So that nothing is lost, write out all the lines below exactly.
Provided material Block Start
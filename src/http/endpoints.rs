//! Static table of Klaviyo endpoints and their rate budgets
//!
//! Keys are `"METHOD:/path/"` with `{id}` placeholders left literal; the
//! limiter is keyed by this string, not by the concrete URL. Budgets follow
//! the published per-endpoint tiers: `burst` is requests per second, `steady`
//! is requests per minute.

/// One consumed endpoint with its rate budget and required scopes
#[derive(Debug, Clone, Copy)]
pub struct Endpoint {
    pub key: &'static str,
    /// Requests per second
    pub burst: u32,
    /// Requests per minute
    pub steady: u32,
    pub scopes: &'static [&'static str],
}

/// The closed set of endpoints this connector calls
pub const ENDPOINTS: &[Endpoint] = &[
    Endpoint {
        key: "GET:/events/",
        burst: 350,
        steady: 3500,
        scopes: &["events:read"],
    },
    Endpoint {
        key: "GET:/profiles/",
        burst: 75,
        steady: 700,
        scopes: &["profiles:read"],
    },
    Endpoint {
        key: "GET:/campaigns/",
        burst: 10,
        steady: 150,
        scopes: &["campaigns:read"],
    },
    Endpoint {
        key: "GET:/campaigns/{id}/campaign-messages/",
        burst: 10,
        steady: 150,
        scopes: &["campaigns:read"],
    },
    Endpoint {
        key: "GET:/campaigns/{id}/tags/",
        burst: 3,
        steady: 60,
        scopes: &["campaigns:read", "tags:read"],
    },
    Endpoint {
        key: "GET:/flows/",
        burst: 3,
        steady: 60,
        scopes: &["flows:read"],
    },
    Endpoint {
        key: "GET:/flows/{id}/flow-actions/",
        burst: 3,
        steady: 60,
        scopes: &["flows:read"],
    },
    Endpoint {
        key: "GET:/flows/{id}/tags/",
        burst: 3,
        steady: 60,
        scopes: &["flows:read", "tags:read"],
    },
    Endpoint {
        key: "GET:/flow-actions/{id}/flow-messages/",
        burst: 3,
        steady: 60,
        scopes: &["flows:read"],
    },
    Endpoint {
        key: "GET:/flow-messages/{id}/relationships/template/",
        burst: 3,
        steady: 60,
        scopes: &["flows:read", "templates:read"],
    },
    Endpoint {
        key: "GET:/templates/",
        burst: 10,
        steady: 150,
        scopes: &["templates:read"],
    },
    Endpoint {
        key: "GET:/metrics/",
        burst: 10,
        steady: 150,
        scopes: &["metrics:read"],
    },
];

/// Look up an endpoint by key
pub fn lookup(key: &str) -> Option<&'static Endpoint> {
    ENDPOINTS.iter().find(|e| e.key == key)
}
//! Klaviyo source connector CLI
//!
//! Protocol messages on stdout, logs on stderr, exit 0 on success.

use clap::Parser;
use klaviyo_source::cli::{Cli, Runner};

#[tokio::main]
async fn main() {
    let cli = Cli::parse();
    let runner = Runner::new(cli);

    if let Err(e) = runner.run().await {
        eprintln!("Error: {e}");
        std::process::exit(1);
    }
}
//! CLI runner - executes commands
//!
//! Protocol output (spec, check status, catalog, read messages) goes to
//! stdout as JSON lines; human logs go to the tracing subscriber on stderr.

use crate::cli::commands::{Cli, Commands};
use crate::config::{spec_document, Catalog, ConfiguredCatalog, ConnectorConfig};
use crate::controller::Controller;
use crate::driver::SyncDriver;
use crate::error::{Error, Result};
use crate::http::KlaviyoClient;
use crate::streams::build_streams;
use futures::StreamExt;
use serde_json::{json, Value};
use std::io::Write;
use std::path::Path;
use std::sync::Arc;
use tracing::error;

/// CLI runner
pub struct Runner {
    cli: Cli,
}

impl Runner {
    pub fn new(cli: Cli) -> Self {
        Self { cli }
    }

    /// Run the CLI command
    pub async fn run(&self) -> Result<()> {
        match &self.cli.command {
            Commands::Spec => {
                emit(&spec_document());
                Ok(())
            }
            Commands::Check { config } => {
                let config = load_config(config)?;
                init_logging(config.debug);
                self.check(&config).await
            }
            Commands::Discover { config } => {
                let config = load_config(config)?;
                init_logging(config.debug);
                self.discover(&config)
            }
            Commands::Read {
                config,
                catalog,
                state,
            } => {
                let config = load_config(config)?;
                init_logging(config.debug);
                let catalog = ConfiguredCatalog::from_value(load_json(catalog)?)?;
                let state = state.as_deref().map(load_json).transpose()?;
                self.read(config, catalog, state).await
            }
        }
    }

    async fn check(&self, config: &ConnectorConfig) -> Result<()> {
        let client = KlaviyoClient::new(config)?;
        match client.check(&Controller::new()).await {
            Ok(()) => emit(&json!({"status": "SUCCEEDED"})),
            Err(e) => {
                error!("connection check failed: {e}");
                emit(&json!({"status": "FAILED", "message": e.to_string()}));
            }
        }
        Ok(())
    }

    fn discover(&self, config: &ConnectorConfig) -> Result<()> {
        let client = Arc::new(KlaviyoClient::new(config)?);
        let streams = build_streams(config, client);
        let catalog = Catalog {
            streams: streams.iter().map(|s| s.catalog_entry()).collect(),
        };
        emit(&serde_json::to_value(&catalog)?);
        Ok(())
    }

    async fn read(
        &self,
        config: ConnectorConfig,
        catalog: ConfiguredCatalog,
        state: Option<Value>,
    ) -> Result<()> {
        let client = Arc::new(KlaviyoClient::new(&config)?);
        let streams = build_streams(&config, client);
        let driver = SyncDriver::new(config, streams);

        let stdout = std::io::stdout();
        let mut out = stdout.lock();
        let mut messages = driver.read(catalog, state);
        while let Some(item) = messages.next().await {
            match item {
                Ok(message) => {
                    writeln!(out, "{}", message.to_line())?;
                }
                Err(e) => {
                    out.flush()?;
                    error!("sync failed: {e}");
                    return Err(e);
                }
            }
        }
        out.flush()?;
        Ok(())
    }
}

/// Print one JSON document on its own stdout line
fn emit(value: &Value) {
    println!("{value}");
}

fn load_json(path: &Path) -> Result<Value> {
    let content = std::fs::read_to_string(path)
        .map_err(|e| Error::config(format!("Failed to read {}: {e}", path.display())))?;
    serde_json::from_str(&content)
        .map_err(|e| Error::config(format!("Invalid JSON in {}: {e}", path.display())))
}

fn load_config(path: &Path) -> Result<ConnectorConfig> {
    ConnectorConfig::from_value(load_json(path)?)
}

/// Initialize the stderr tracing subscriber; `debug` raises the level
fn init_logging(debug: bool) {
    let default = if debug { "debug" } else { "info" };
    let filter = tracing_subscriber::EnvFilter::try_from_default_env()
        .unwrap_or_else(|_| tracing_subscriber::EnvFilter::new(default));
    let _ = tracing_subscriber::fmt()
        .with_env_filter(filter)
        .with_writer(std::io::stderr)
        .try_init();
}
Provided material Block End
- [Solution]
filename src/http/endpoints.rs
//! Static table of Klaviyo endpoints and their rate budgets
//!
//! Keys are `"METHOD:/path/"` with `{id}` placeholders left literal; the
//! limiter is keyed by this string, not by the concrete URL. Budgets follow
//! the published per-endpoint tiers: `burst` is requests per second, `steady`
//! is requests per minute.

/// One consumed endpoint with its rate budget and required scopes
#[derive(Debug, Clone, Copy)]
pub struct Endpoint {
    pub key: &'static str,
    /// Requests per second
    pub burst: u32,
    /// Requests per minute
    pub steady: u32,
    pub scopes: &'static [&'static str],
}

/// The closed set of endpoints this connector calls
pub const ENDPOINTS: &[Endpoint] = &[
    Endpoint {
        key: "GET:/events/",
        burst: 350,
        steady: 3500,
        scopes: &["events:read"],
    },
    Endpoint {
        key: "GET:/profiles/",
        burst: 75,
        steady: 700,
        scopes: &["profiles:read"],
    },
    Endpoint {
        key: "GET:/campaigns/",
        burst: 10,
        steady: 150,
        scopes: &["campaigns:read"],
    },
    Endpoint {
        key: "GET:/campaigns/{id}/campaign-messages/",
        burst: 10,
        steady: 150,
        scopes: &["campaigns:read"],
    },
    Endpoint {
        key: "GET:/campaigns/{id}/tags/",
        burst: 3,
        steady: 60,
        scopes: &["campaigns:read", "tags:read"],
    },
    Endpoint {
        key: "GET:/flows/",
        burst: 3,
        steady: 60,
        scopes: &["flows:read"],
    },
    Endpoint {
        key: "GET:/flows/{id}/flow-actions/",
        burst: 3,
        steady: 60,
        scopes: &["flows:read"],
    },
    Endpoint {
        key: "GET:/flows/{id}/tags/",
        burst: 3,
        steady: 60,
        scopes: &["flows:read", "tags:read"],
    },
    Endpoint {
        key: "GET:/flow-actions/{id}/flow-messages/",
        burst: 3,
        steady: 60,
        scopes: &["flows:read"],
    },
    Endpoint {
        key: "GET:/flow-messages/{id}/relationships/template/",
        burst: 3,
        steady: 60,
        scopes: &["flows:read", "templates:read"],
    },
    Endpoint {
        key: "GET:/templates/",
        burst: 10,
        steady: 150,
        scopes: &["templates:read"],
    },
    Endpoint {
        key: "GET:/metrics/",
        burst: 10,
        steady: 150,
        scopes: &["metrics:read"],
    },
];

/// Look up an endpoint by key
pub fn lookup(key: &str) -> Option<&'static Endpoint> {
    ENDPOINTS.iter().find(|e| e.key == key)
}
//! Klaviyo source connector CLI
//!
//! Protocol messages on stdout, logs on stderr, exit 0 on success.

use clap::Parser;
use klaviyo_source::cli::{Cli, Runner};

#[tokio::main]
async fn main() {
    let cli = Cli::parse();
    let runner = Runner::new(cli);

    if let Err(e) = runner.run().await {
        eprintln!("Error: {e}");
        std::process::exit(1);
    }
}
//! CLI runner - executes commands
//!
//! Protocol output (spec, check status, catalog, read messages) goes to
//! stdout as JSON lines; human logs go to the tracing subscriber on stderr.

use crate::cli::commands::{Cli, Commands};
use crate::config::{spec_document, Catalog, ConfiguredCatalog, ConnectorConfig};
use crate::controller::Controller;
use crate::driver::SyncDriver;
use crate::error::{Error, Result};
use crate::http::KlaviyoClient;
use crate::streams::build_streams;
use futures::StreamExt;
use serde_json::{json, Value};
use std::io::Write;
use std::path::Path;
use std::sync::Arc;
use tracing::error;

/// CLI runner
pub struct Runner {
    cli: Cli,
}

impl Runner {
    pub fn new(cli: Cli) -> Self {
        Self { cli }
    }

    /// Run the CLI command
    pub async fn run(&self) -> Result<()> {
        match &self.cli.command {
            Commands::Spec => {
                emit(&spec_document());
                Ok(())
            }
            Commands::Check { config } => {
                let config = load_config(config)?;
                init_logging(config.debug);
                self.check(&config).await
            }
            Commands::Discover { config } => {
                let config = load_config(config)?;
                init_logging(config.debug);
                self.discover(&config)
            }
            Commands::Read {
                config,
                catalog,
                state,
            } => {
                let config = load_config(config)?;
                init_logging(config.debug);
                let catalog = ConfiguredCatalog::from_value(load_json(catalog)?)?;
                let state = state.as_deref().map(load_json).transpose()?;
                self.read(config, catalog, state).await
            }
        }
    }

    async fn check(&self, config: &ConnectorConfig) -> Result<()> {
        let client = KlaviyoClient::new(config)?;
        match client.check(&Controller::new()).await {
            Ok(()) => emit(&json!({"status": "SUCCEEDED"})),
            Err(e) => {
                error!("connection check failed: {e}");
                emit(&json!({"status": "FAILED", "message": e.to_string()}));
            }
        }
        Ok(())
    }

    fn discover(&self, config: &ConnectorConfig) -> Result<()> {
        let client = Arc::new(KlaviyoClient::new(config)?);
        let streams = build_streams(config, client);
        let catalog = Catalog {
            streams: streams.iter().map(|s| s.catalog_entry()).collect(),
        };
        emit(&serde_json::to_value(&catalog)?);
        Ok(())
    }

    async fn read(
        &self,
        config: ConnectorConfig,
        catalog: ConfiguredCatalog,
        state: Option<Value>,
    ) -> Result<()> {
        let client = Arc::new(KlaviyoClient::new(&config)?);
        let streams = build_streams(&config, client);
        let driver = SyncDriver::new(config, streams);

        let stdout = std::io::stdout();
        let mut out = stdout.lock();
        let mut messages = driver.read(catalog, state);
        while let Some(item) = messages.next().await {
            match item {
                Ok(message) => {
                    writeln!(out, "{}", message.to_line())?;
                }
                Err(e) => {
                    out.flush()?;
                    error!("sync failed: {e}");
                    return Err(e);
                }
            }
        }
        out.flush()?;
        Ok(())
    }
}

/// Print one JSON document on its own stdout line
fn emit(value: &Value) {
    println!("{value}");
}

fn load_json(path: &Path) -> Result<Value> {
    let content = std::fs::read_to_string(path)
        .map_err(|e| Error::config(format!("Failed to read {}: {e}", path.display())))?;
    serde_json::from_str(&content)
        .map_err(|e| Error::config(format!("Invalid JSON in {}: {e}", path.display())))
}

fn load_config(path: &Path) -> Result<ConnectorConfig> {
    ConnectorConfig::from_value(load_json(path)?)
}

/// Initialize the stderr tracing subscriber; `debug` raises the level
fn init_logging(debug: bool) {
    let default = if debug { "debug" } else { "info" };
    let filter = tracing_subscriber::EnvFilter::try_from_default_env()
        .unwrap_or_else(|_| tracing_subscriber::EnvFilter::new(default));
    let _ = tracing_subscriber::fmt()
        .with_env_filter(filter)
        .with_writer(std::io::stderr)
        .try_init();
}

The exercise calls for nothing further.